*** Material to process Section Begins ***
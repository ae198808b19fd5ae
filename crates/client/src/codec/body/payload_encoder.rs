use crate::codec::body::length_encoder::LengthEncoder;
use crate::protocol::{PayloadItem, PayloadSize, SendError};
use bytes::{Buf, BytesMut};

use tokio_util::codec::Encoder;

/// Encodes the payload of an outgoing request.
///
/// Request bodies are fully buffered, so only fixed-length and empty payloads exist.
#[derive(Debug, Clone, PartialEq, Eq)]
pub struct PayloadEncoder {
    kind: Kind,
}

#[derive(Debug, Clone, PartialEq, Eq)]
enum Kind {
    /// content-length payload
    Length(LengthEncoder),

    /// have no body with the request
    NoBody,
}

impl PayloadEncoder {
    pub fn empty() -> Self {
        Self { kind: Kind::NoBody }
    }

    pub fn fix_length(size: u64) -> Self {
        Self { kind: Kind::Length(LengthEncoder::new(size)) }
    }

    pub fn is_finish(&self) -> bool {
        match &self.kind {
            Kind::Length(encoder) => encoder.is_finish(),
            Kind::NoBody => true,
        }
    }
}

impl TryFrom<PayloadSize> for PayloadEncoder {
    type Error = SendError;

    fn try_from(payload_size: PayloadSize) -> Result<Self, Self::Error> {
        match payload_size {
            PayloadSize::Length(size) => Ok(PayloadEncoder::fix_length(size)),
            PayloadSize::Empty => Ok(PayloadEncoder::empty()),
            PayloadSize::Chunked | PayloadSize::UntilClose => {
                Err(SendError::invalid_body(format!("request body framing {payload_size:?} is not supported")))
            }
        }
    }
}

impl<D: Buf> Encoder<PayloadItem<D>> for PayloadEncoder {
    type Error = SendError;

    fn encode(&mut self, item: PayloadItem<D>, dst: &mut BytesMut) -> Result<(), Self::Error> {
        match &mut self.kind {
            Kind::Length(encoder) => encoder.encode(item, dst),
            Kind::NoBody => match item {
                PayloadItem::Chunk(bytes) if bytes.has_remaining() => Err(SendError::invalid_body("request declared no body")),
                _ => Ok(()),
            },
        }
    }
}
use http::Uri;
use thiserror::Error;

/// Errors returned synchronously by [`Client::request`](crate::client::Client::request).
///
/// Failures of the exchange itself never show up here; they reach the request's handler.
#[derive(Error, Debug, Clone, PartialEq, Eq)]
pub enum ClientError {
    #[error("invalid request target {uri}: {reason}")]
    InvalidUri { uri: String, reason: &'static str },

    #[error("client is shut down")]
    Shutdown,
}

impl ClientError {
    pub fn invalid_uri(uri: &Uri, reason: &'static str) -> Self {
        Self::InvalidUri { uri: uri.to_string(), reason }
    }
}
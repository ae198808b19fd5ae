//! HTTP/1.1 codec for the client side of an exchange
//!
//! - [`RequestEncoder`]: encodes a request head and its payload
//! - [`ResponseDecoder`]: decodes a response head and streams its payload
//!
//! Both plug into `tokio_util::codec::{FramedWrite, FramedRead}`; the connection layer
//! aggregates decoded items into complete responses.
//!
//! # Example
//!
//! ```
//! use bytes::BytesMut;
//! use micro_http_client::codec::ResponseDecoder;
//! use tokio_util::codec::Decoder;
//!
//! let mut decoder = ResponseDecoder::new();
//! let mut buffer = BytesMut::from(&b"HTTP/1.1 204 No Content\r\n\r\n"[..]);
//! let head = decoder.decode(&mut buffer).unwrap();
//! assert!(head.is_some_and(|message| message.is_header()));
//! ```

mod body;
mod header;
mod request_encoder;
mod response_decoder;

pub use request_encoder::RequestEncoder;
pub use response_decoder::ResponseDecoder;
*** Material to process Section Ends ***
■ **Your assignment**: Transcribe the whole listing word for word.

■ **Written response**:
repository ae198808b19fd5ae
filename crates/client/src/codec/body/payload_encoder.rs
use crate::codec::body::length_encoder::LengthEncoder;
use crate::protocol::{PayloadItem, PayloadSize, SendError};
use bytes::{Buf, BytesMut};

use tokio_util::codec::Encoder;

/// Encodes the payload of an outgoing request.
///
/// Request bodies are fully buffered, so only fixed-length and empty payloads exist.
#[derive(Debug, Clone, PartialEq, Eq)]
pub struct PayloadEncoder {
    kind: Kind,
}

#[derive(Debug, Clone, PartialEq, Eq)]
enum Kind {
    /// content-length payload
    Length(LengthEncoder),

    /// have no body with the request
    NoBody,
}

impl PayloadEncoder {
    pub fn empty() -> Self {
        Self { kind: Kind::NoBody }
    }

    pub fn fix_length(size: u64) -> Self {
        Self { kind: Kind::Length(LengthEncoder::new(size)) }
    }

    pub fn is_finish(&self) -> bool {
        match &self.kind {
            Kind::Length(encoder) => encoder.is_finish(),
            Kind::NoBody => true,
        }
    }
}

impl TryFrom<PayloadSize> for PayloadEncoder {
    type Error = SendError;

    fn try_from(payload_size: PayloadSize) -> Result<Self, Self::Error> {
        match payload_size {
            PayloadSize::Length(size) => Ok(PayloadEncoder::fix_length(size)),
            PayloadSize::Empty => Ok(PayloadEncoder::empty()),
            PayloadSize::Chunked | PayloadSize::UntilClose => {
                Err(SendError::invalid_body(format!("request body framing {payload_size:?} is not supported")))
            }
        }
    }
}

impl<D: Buf> Encoder<PayloadItem<D>> for PayloadEncoder {
    type Error = SendError;

    fn encode(&mut self, item: PayloadItem<D>, dst: &mut BytesMut) -> Result<(), Self::Error> {
        match &mut self.kind {
            Kind::Length(encoder) => encoder.encode(item, dst),
            Kind::NoBody => match item {
                PayloadItem::Chunk(bytes) if bytes.has_remaining() => Err(SendError::invalid_body("request declared no body")),
                _ => Ok(()),
            },
        }
    }
}
use http::Uri;
use thiserror::Error;

/// Errors returned synchronously by [`Client::request`](crate::client::Client::request).
///
/// Failures of the exchange itself never show up here; they reach the request's handler.
#[derive(Error, Debug, Clone, PartialEq, Eq)]
pub enum ClientError {
    #[error("invalid request target {uri}: {reason}")]
    InvalidUri { uri: String, reason: &'static str },

    #[error("client is shut down")]
    Shutdown,
}

impl ClientError {
    pub fn invalid_uri(uri: &Uri, reason: &'static str) -> Self {
        Self::InvalidUri { uri: uri.to_string(), reason }
    }
}
repository ae198808b19fd5ae
//! HTTP/1.1 codec for the client side of an exchange
//!
//! - [`RequestEncoder`]: encodes a request head and its payload
//! - [`ResponseDecoder`]: decodes a response head and streams its payload
//!
//! Both plug into `tokio_util::codec::{FramedWrite, FramedRead}`; the connection layer
//! aggregates decoded items into complete responses.
//!
//! # Example
//!
//! ```
//! use bytes::BytesMut;
//! use micro_http_client::codec::ResponseDecoder;
//! use tokio_util::codec::Decoder;
//!
//! let mut decoder = ResponseDecoder::new();
//! let mut buffer = BytesMut::from(&b"HTTP/1.1 204 No Content\r\n\r\n"[..]);
//! let head = decoder.decode(&mut buffer).unwrap();
//! assert!(head.is_some_and(|message| message.is_header()));
//! ```

mod body;
mod header;
mod request_encoder;
mod response_decoder;

pub use request_encoder::RequestEncoder;
pub use response_decoder::ResponseDecoder;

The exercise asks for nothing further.